Good ScrumMasters know the framework, the process, the tools and have the insight to adapt them to the team’s needs. A good ScrumMaster is the evangelist of accurate and timely reporting. A good ScrumMaster knows her team’s current progress and expected velocity range, always. A good ScrumMaster is a coach, one who removes impediments, builds the team’s confidence and fights the right fight.

Bad ScrumMasters have lots of excuses. Not enough buy-in from leadership, Product wont listen, I cant manage this many teams, I dont know the business objectives. Mike Cohn doesn’t make these excuses when coaching, neither should a good ScrumMaster.

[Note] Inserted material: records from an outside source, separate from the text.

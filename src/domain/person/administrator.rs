//! Administrator role.

use crate::domain::event::Event;
use crate::domain::foundation::EventId;
use serde::{Deserialize, Serialize};

/// Administrator-specific state: the events this person manages.
#[derive(Debug, Clone, Default, PartialEq, Eq, Serialize, Deserialize)]
pub struct Administrator {
    managed_events: Vec<EventId>,
}

impl Administrator {
    pub fn new() -> Self {
        Self::default()
    }

    /// Managed events in the order they were assigned.
    pub fn managed_events(&self) -> &[EventId] {
        &self.managed_events
    }

    /// Appends an event to the managed list.
    ///
    /// Takes the loaded event, so an absent event cannot be assigned; the
    /// application layer reports a failed lookup as
    /// [`AdministratorError::MissingEvent`](super::AdministratorError).
    pub fn add_event(&mut self, event: &Event) {
        self.managed_events.push(event.id());
    }

    pub fn manages(&self, event_id: EventId) -> bool {
        self.managed_events.contains(&event_id)
    }

    /// Detaches a deleted event.
    pub(crate) fn forget_event(&mut self, event_id: EventId) -> bool {
        let before = self.managed_events.len();
        self.managed_events.retain(|id| *id != event_id);
        self.managed_events.len() != before
    }
}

Good ScrumMasters measure their success with velocity increases, team morale gains, estimate precision increases and project completions — on time and under budget. Good ScrumMasters appropriately plan releases, sprints, and sizing meetings, all with well scoped stories and expectations. Good ScrumMasters coach Product on story writing and take a personal interest in what will be reviewed by the team. Bad ScrumMasters dont review stories until the day of the respective meetings.

Bad ScrumMasters get buried in the “how” with the engineers. Good ScrumMasters recognize they control the process and the “when” of execution. Good ScrumMasters are technical and understand stand-up reports. Bad ScrumMasters let team members labor on beyond their team’s stand up needs. Good ScrumMasters ask what road blocks someone has, because they care. Bad ScrumMasters assume things will get elevated before it’s too late.

Good ScrumMasters embrace change as an opportunity to learn and challenge a team. Bad ScrumMasters cling to processes that worked in the past without consideration for the future. Good ScrumMasters report frequently on sprint progress and check in with Product to ensure scope isn’t inflating. Bad ScrumMasters complain that scope is increasing because process isnt being followed.

Good ScrumMasters have 100% confidence from their teams that they are looking after the team’s interests. Bad ScrumMasters dont care about buy-in from the team. Good ScrumMasters do anything necessary to help the team perform at their peak. Bad ScrumMasters blame the team’s process doubt on the team’s inability to perform. Good ScrumMasters work hard to know each team member’s skills and work style, understanding how they can best contribute to the team’s success. Bad ScrumMasters treat engineers as interchangeable cogs.